use std::collections::HashMap;

use crate::storage::{DateStorage, StoreResult};
use crate::time::Instant;

/// Container for data stored along dates.
///
/// Dates are identified through the format and zone of the underlying
/// [DateStorage]. Iterating the container walks `(date, data)` pairs in insertion
/// order; [identifiers][Self::identifiers] and [to_map][Self::to_map] export the
/// same entries under their identity strings.
#[derive(Debug, Clone)]
pub struct DateContainer<T> {
    storage: DateStorage<T>,
}

impl<T> DateContainer<T> {
    pub fn new(storage: DateStorage<T>) -> Self {
        Self { storage }
    }

    /// Returns an immutable reference to the underlying storage
    pub fn storage(&self) -> &DateStorage<T> {
        &self.storage
    }

    /// Attaches `data` along `date`, replacing any data already attached to it.
    ///
    /// The date is taken by value, so later changes to the caller's copy never reach
    /// the stored key.
    pub fn attach<D: Into<Instant>>(&mut self, date: D, data: T) -> &mut Self {
        self.storage.set(date.into(), data);
        self
    }

    /// Detaches the data for `date`. Detaching an unknown date does nothing.
    pub fn detach(&mut self, date: &Instant) -> &mut Self {
        self.storage.unset(date);
        self
    }

    /// Detaches the data for `date` and hands it back
    pub fn take(&mut self, date: &Instant) -> Option<T> {
        self.storage.unset(date)
    }

    pub fn contains(&self, date: &Instant) -> bool {
        self.storage.exists(date)
    }

    /// Returns the data attached to `date`, or `None` if there is none
    pub fn get_data(&self, date: &Instant) -> Option<&T> {
        self.storage.get(date)
    }

    pub fn get_data_mut(&mut self, date: &Instant) -> Option<&mut T> {
        self.storage.get_mut(date)
    }

    /// Returns the identity string of `date`
    pub fn get_identifier(&self, date: &Instant) -> StoreResult<String> {
        self.storage.identity(date)
    }

    /// Returns the identifiers of all stored dates in iteration order.
    ///
    /// Distinct dates that share an identity each contribute an identifier, so the
    /// result may hold duplicates where [to_map][Self::to_map] holds one key.
    pub fn identifiers(&self) -> StoreResult<Vec<String>> {
        self.keys().map(|date| self.get_identifier(date)).collect()
    }

    /// Lazily pairs every entry's identity with its data, in iteration order
    pub fn identified(&self) -> impl Iterator<Item = StoreResult<(String, &T)>> {
        self.iter().map(|(date, data)| {
            self.get_identifier(date)
                .map(|identity| (identity, data))
        })
    }

    /// Maps every identity to its data.
    ///
    /// When several dates share an identity the one latest in iteration order wins.
    /// The first date in a foreign zone aborts the whole export.
    pub fn to_map(&self) -> StoreResult<HashMap<String, &T>> {
        self.identified().collect()
    }

    /// Consumes the container, mapping every identity to its owned data.
    /// Collisions resolve as in [to_map][Self::to_map].
    pub fn into_map(self) -> StoreResult<HashMap<String, T>> {
        let storage = self.storage;
        let mut map = HashMap::with_capacity(storage.len());
        let identities = storage
            .iter()
            .map(|(date, _)| storage.identity(date))
            .collect::<StoreResult<Vec<_>>>()?;
        for (identity, entry) in identities.into_iter().zip(storage.into_entries()) {
            map.insert(identity, entry.data);
        }
        Ok(map)
    }

    /// Iterates over `(date, data)` pairs in insertion order
    pub fn iter(&self) -> impl Iterator<Item = (&Instant, &T)> {
        self.storage.iter()
    }

    pub fn keys(&self) -> impl Iterator<Item = &Instant> {
        self.iter().map(|(date, _)| date)
    }

    pub fn values(&self) -> impl Iterator<Item = &T> {
        self.iter().map(|(_, data)| data)
    }

    pub fn len(&self) -> usize {
        self.storage.len()
    }

    pub fn is_empty(&self) -> bool {
        self.storage.is_empty()
    }

    /// See [DateStorage::clean]
    pub fn clean(&mut self) {
        self.storage.clean();
    }
}

impl<'a, T> IntoIterator for &'a DateContainer<T> {
    type Item = (&'a Instant, &'a T);
    type IntoIter = Box<dyn Iterator<Item = (&'a Instant, &'a T)> + 'a>;

    fn into_iter(self) -> Self::IntoIter {
        Box::new(self.iter())
    }
}

impl<T> From<DateStorage<T>> for DateContainer<T> {
    fn from(storage: DateStorage<T>) -> Self {
        Self::new(storage)
    }
}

» **What needs to be done**
Return all of the listing above exactly, leaving nothing out.

» **Task solution**
use std::collections::HashMap;

use crate::storage::{DateStorage, StoreResult};
use crate::time::Instant;

/// Container for data stored along dates.
///
/// Dates are identified through the format and zone of the underlying
/// [DateStorage]. Iterating the container walks `(date, data)` pairs in insertion
/// order; [identifiers][Self::identifiers] and [to_map][Self::to_map] export the
/// same entries under their identity strings.
#[derive(Debug, Clone)]
pub struct DateContainer<T> {
    storage: DateStorage<T>,
}

impl<T> DateContainer<T> {
    pub fn new(storage: DateStorage<T>) -> Self {
        Self { storage }
    }

    /// Returns an immutable reference to the underlying storage
    pub fn storage(&self) -> &DateStorage<T> {
        &self.storage
    }

    /// Attaches `data` along `date`, replacing any data already attached to it.
    ///
    /// The date is taken by value, so later changes to the caller's copy never reach
    /// the stored key.
    pub fn attach<D: Into<Instant>>(&mut self, date: D, data: T) -> &mut Self {
        self.storage.set(date.into(), data);
        self
    }

    /// Detaches the data for `date`. Detaching an unknown date does nothing.
    pub fn detach(&mut self, date: &Instant) -> &mut Self {
        self.storage.unset(date);
        self
    }

    /// Detaches the data for `date` and hands it back
    pub fn take(&mut self, date: &Instant) -> Option<T> {
        self.storage.unset(date)
    }

    pub fn contains(&self, date: &Instant) -> bool {
        self.storage.exists(date)
    }

    /// Returns the data attached to `date`, or `None` if there is none
    pub fn get_data(&self, date: &Instant) -> Option<&T> {
        self.storage.get(date)
    }

    pub fn get_data_mut(&mut self, date: &Instant) -> Option<&mut T> {
        self.storage.get_mut(date)
    }

    /// Returns the identity string of `date`
    pub fn get_identifier(&self, date: &Instant) -> StoreResult<String> {
        self.storage.identity(date)
    }

    /// Returns the identifiers of all stored dates in iteration order.
    ///
    /// Distinct dates that share an identity each contribute an identifier, so the
    /// result may hold duplicates where [to_map][Self::to_map] holds one key.
    pub fn identifiers(&self) -> StoreResult<Vec<String>> {
        self.keys().map(|date| self.get_identifier(date)).collect()
    }

    /// Lazily pairs every entry's identity with its data, in iteration order
    pub fn identified(&self) -> impl Iterator<Item = StoreResult<(String, &T)>> {
        self.iter().map(|(date, data)| {
            self.get_identifier(date)
                .map(|identity| (identity, data))
        })
    }

    /// Maps every identity to its data.
    ///
    /// When several dates share an identity the one latest in iteration order wins.
    /// The first date in a foreign zone aborts the whole export.
    pub fn to_map(&self) -> StoreResult<HashMap<String, &T>> {
        self.identified().collect()
    }

    /// Consumes the container, mapping every identity to its owned data.
    /// Collisions resolve as in [to_map][Self::to_map].
    pub fn into_map(self) -> StoreResult<HashMap<String, T>> {
        let storage = self.storage;
        let mut map = HashMap::with_capacity(storage.len());
        let identities = storage
            .iter()
            .map(|(date, _)| storage.identity(date))
            .collect::<StoreResult<Vec<_>>>()?;
        for (identity, entry) in identities.into_iter().zip(storage.into_entries()) {
            map.insert(identity, entry.data);
        }
        Ok(map)
    }

    /// Iterates over `(date, data)` pairs in insertion order
    pub fn iter(&self) -> impl Iterator<Item = (&Instant, &T)> {
        self.storage.iter()
    }

    pub fn keys(&self) -> impl Iterator<Item = &Instant> {
        self.iter().map(|(date, _)| date)
    }

    pub fn values(&self) -> impl Iterator<Item = &T> {
        self.iter().map(|(_, data)| data)
    }

    pub fn len(&self) -> usize {
        self.storage.len()
    }

    pub fn is_empty(&self) -> bool {
        self.storage.is_empty()
    }

    /// See [DateStorage::clean]
    pub fn clean(&mut self) {
        self.storage.clean();
    }
}

impl<'a, T> IntoIterator for &'a DateContainer<T> {
    type Item = (&'a Instant, &'a T);
    type IntoIter = Box<dyn Iterator<Item = (&'a Instant, &'a T)> + 'a>;

    fn into_iter(self) -> Self::IntoIter {
        Box::new(self.iter())
    }
}

impl<T> From<DateStorage<T>> for DateContainer<T> {
    fn from(storage: DateStorage<T>) -> Self {
        Self::new(storage)
    }
}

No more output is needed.